Nous quittons la foule en direction du parking. Mon amie s'arrête devant un véhicule ou plutôt :
— Une épave. Elly, ce n'est pas un moyen de locomotion, c'est un tas de ferraille ! Dans notre dernier appel, tu m’as vendu les mérites d’une voiture haut de gamme. Je refuse de monter là-dedans, c'est du délire !
— Alors premièrement, rétorque-t-elle en s'accoudant nonchalamment à la portière, ceci est une Ford Fairlane 1958 Skyliner. L'un des modèles les plus prisés des collectionneurs de Cuba, puisque première voiture décapotable avec un toit en tôle solide. Ah, Sawyer... j'ai toutes les bases de ton éducation à refaire, à commencer tout de suite par ton baptême dans ce petit bijou de prestige. Mais tu as raison sur un point, car deuxièmement, tu ne monteras pas dans ce bolide tant que ce gilet restera sur ton dos et par pitié, enlève-moi cette tresse !
— Tu as conscience que je pourrais me vexer si je ne te connaissais pas un tant soit peu ?
— Le « si » fait la différence. Tic-tac... le chrono tourne. Tu perds du temps sur ton programme.
— Mon programme ? répété-je incrédule.
— Tu en sauras davantage en temps et en heure.
— Laisse-moi juste envoyer un selfie de nous sur la conversation de ma mère et Jérémy pour leur confirmer mon arrivée, avant que ton antiquité essaye de me faire passer l’arme à gauche à vingt-cinq ans.
Elle se marre avant de contourner sa voiture et se placer à mes côtés.
— Vingt-quatre, mon cœur.

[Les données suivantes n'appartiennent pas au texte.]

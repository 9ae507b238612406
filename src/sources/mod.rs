//! Film overview lookup used by the originality check.
//!
//! A source turns a search query (the working title) into a list of [`MovieOverview`]s.
//! Sources never fail the caller: lookup problems are logged and produce an empty list, which
//! the originality check treats as "nothing similar found".

pub mod error;
#[cfg(any(test, feature = "mock"))]
pub mod mock;
pub mod tmdb;

#[cfg(test)]
mod tests;

pub use error::SourceError;
#[cfg(any(test, feature = "mock"))]
pub use mock::MockOverviewSource;
pub use tmdb::{DEFAULT_TMDB_URL, TmdbClient, TmdbConfig};

use serde::{Deserialize, Serialize};

use crate::scoring::MatchCandidate;

#[derive(Debug, Clone, PartialEq, Eq, Serialize, Deserialize)]
/// One search hit from a film metadata service.
pub struct MovieOverview {
    #[serde(default)]
    pub id: u64,
    #[serde(default)]
    pub title: Option<String>,
    /// Plot summary. Absent or null for some entries.
    #[serde(default)]
    pub overview: Option<String>,
    #[serde(default)]
    pub release_date: Option<String>,
}

impl MovieOverview {
    pub fn new(id: u64, title: impl Into<String>, overview: impl Into<String>) -> Self {
        Self {
            id,
            title: Some(title.into()),
            overview: Some(overview.into()),
            release_date: None,
        }
    }
}

impl MatchCandidate for MovieOverview {
    fn comparable_text(&self) -> Option<&str> {
        self.overview.as_deref()
    }
}

/// Looks up overviews of existing films.
pub trait OverviewSource: Send + Sync {
    /// Returns overviews for films matching `query`. Empty on any lookup failure.
    fn search_overviews(
        &self,
        query: &str,
    ) -> impl std::future::Future<Output = Vec<MovieOverview>> + Send;

    /// Short label for readiness reporting.
    fn source_name(&self) -> &'static str;
}

#[derive(Debug, Clone, Copy, Default)]
/// Source used when no metadata API is configured.
pub struct NoopOverviewSource;

impl OverviewSource for NoopOverviewSource {
    async fn search_overviews(&self, query: &str) -> Vec<MovieOverview> {
        tracing::debug!(query, "No overview source configured");
        Vec::new()
    }

    fn source_name(&self) -> &'static str {
        "none"
    }
}

#[derive(Debug, Clone)]
/// Either a live TMDB client or the no-op source, chosen at startup.
pub enum ConfiguredSource {
    Tmdb(TmdbClient),
    Noop(NoopOverviewSource),
}

impl ConfiguredSource {
    /// TMDB when an API key is present, otherwise the no-op source.
    pub fn from_config(config: TmdbConfig) -> Result<Self, SourceError> {
        if config.api_key.is_none() {
            tracing::warn!("No TMDB_API_KEY configured, originality checks will find no candidates");
            return Ok(Self::Noop(NoopOverviewSource));
        }
        Ok(Self::Tmdb(TmdbClient::new(config)?))
    }
}

impl OverviewSource for ConfiguredSource {
    async fn search_overviews(&self, query: &str) -> Vec<MovieOverview> {
        match self {
            Self::Tmdb(client) => client.search_overviews(query).await,
            Self::Noop(noop) => noop.search_overviews(query).await,
        }
    }

    fn source_name(&self) -> &'static str {
        match self {
            Self::Tmdb(client) => client.source_name(),
            Self::Noop(noop) => noop.source_name(),
        }
    }
}
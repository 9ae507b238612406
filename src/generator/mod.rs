//! Placeholder generators for storyboard art, animatics and query letters.
//!
//! Storyboard and video generation return fixed placeholder media so the front end can be
//! exercised without an image or video backend.


use serde::Serialize;

pub const STORYBOARD_PLACEHOLDER_URL: &str =
    "https://placehold.co/600x400/EEE/31343C?text=Sketch+Storyboard";
pub const VIDEO_PLACEHOLDER_URL: &str = "https://www.w3schools.com/html/mov_bbb.mp4";
pub const VIDEO_STYLE: &str = "black and white stickman";

const PROMPT_PREVIEW_CHARS: usize = 50;
const LOGLINE_CHARS: usize = 100;

#[derive(Debug, Clone, PartialEq, Eq, Serialize)]
pub struct Storyboard {
    pub image_url: String,
    pub prompt_used: String,
}

#[derive(Debug, Clone, PartialEq, Eq, Serialize)]
pub struct VideoClip {
    pub video_url: String,
    pub style: String,
}

/// Returns the first `max_chars` characters of `text` without splitting a code point.
pub fn truncate_chars(text: &str, max_chars: usize) -> &str {
    match text.char_indices().nth(max_chars) {
        Some((idx, _)) => &text[..idx],
        None => text,
    }
}

pub fn generate_storyboard(scene_text: &str) -> Storyboard {
    Storyboard {
        image_url: STORYBOARD_PLACEHOLDER_URL.to_string(),
        prompt_used: format!(
            "Sketch style storyboard for: {}...",
            truncate_chars(scene_text, PROMPT_PREVIEW_CHARS)
        ),
    }
}

pub fn generate_video(_scene_text: &str) -> VideoClip {
    VideoClip {
        video_url: VIDEO_PLACEHOLDER_URL.to_string(),
        style: VIDEO_STYLE.to_string(),
    }
}

/// Drafts an agent query letter. The logline is the opening of the synopsis.
pub fn generate_query_letter(synopsis: &str, title: &str) -> String {
    let logline = truncate_chars(synopsis, LOGLINE_CHARS);
    format!(
        "\nDear Agent,\n\n\
         I am seeking representation for my new project, {title}.\n\n\
         LOGLINE: {logline}...\n\n\
         {synopsis}\n\n\
         This project is a high-concept thriller with a unique twist.\n\
         I believe it would be a great fit for your roster.\n\n\
         Sincerely,\n\
         [Writer Name]\n",
        title = title.to_uppercase(),
    )
}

Crois-moi quand je te dis que tu te rappelleras du moment où tu passeras ton quart de siècle.
Notre complicité reflète l'atmosphère de cette rencontre. Deux sourires plus tard, j'envoie la photo et y ajoute :
Arizona : [Bien arrivée. Tout s'est très bien passé. Ma correspondante a l’air encore plus détraquée qu’à l’accoutumée. On l’a naïvement sous-estimée ! 😱😂 Jé’, aie confiance. On vous embrasse. A & E]
Son coup d’œil jeté par-dessus mon épaule, Elly éclate de rire à la lecture de mon message. Mes valises déposées à l'arrière, bientôt rejointes par mon gilet jeté sans ménagement par cet individu de sexe névrosé, je prends place en voiture.
— Alors comme ça, tu m'as réservé un programme ?
Avec elle, je dois m'attendre à tout. C'est pourquoi malgré ma méfiance, elle suscite ma curiosité.
— Attache ta ceinture !
Elle a ce sourire en coin qui n'annonce rien de bon. Je la dévisage en feignant l'inquiétude.
— C’est clairement une ceinture comme dans les bolides de course qu’il leur faudrait à tes passagers.
— Ce dont tu parles s’appelle une ceinture en cinq points.
— Voilà. Il me faudrait au moins ça, et peut-être bien un casque aussi. J’espère au moins qu’elle se transforme en château gonflable en cas de crash.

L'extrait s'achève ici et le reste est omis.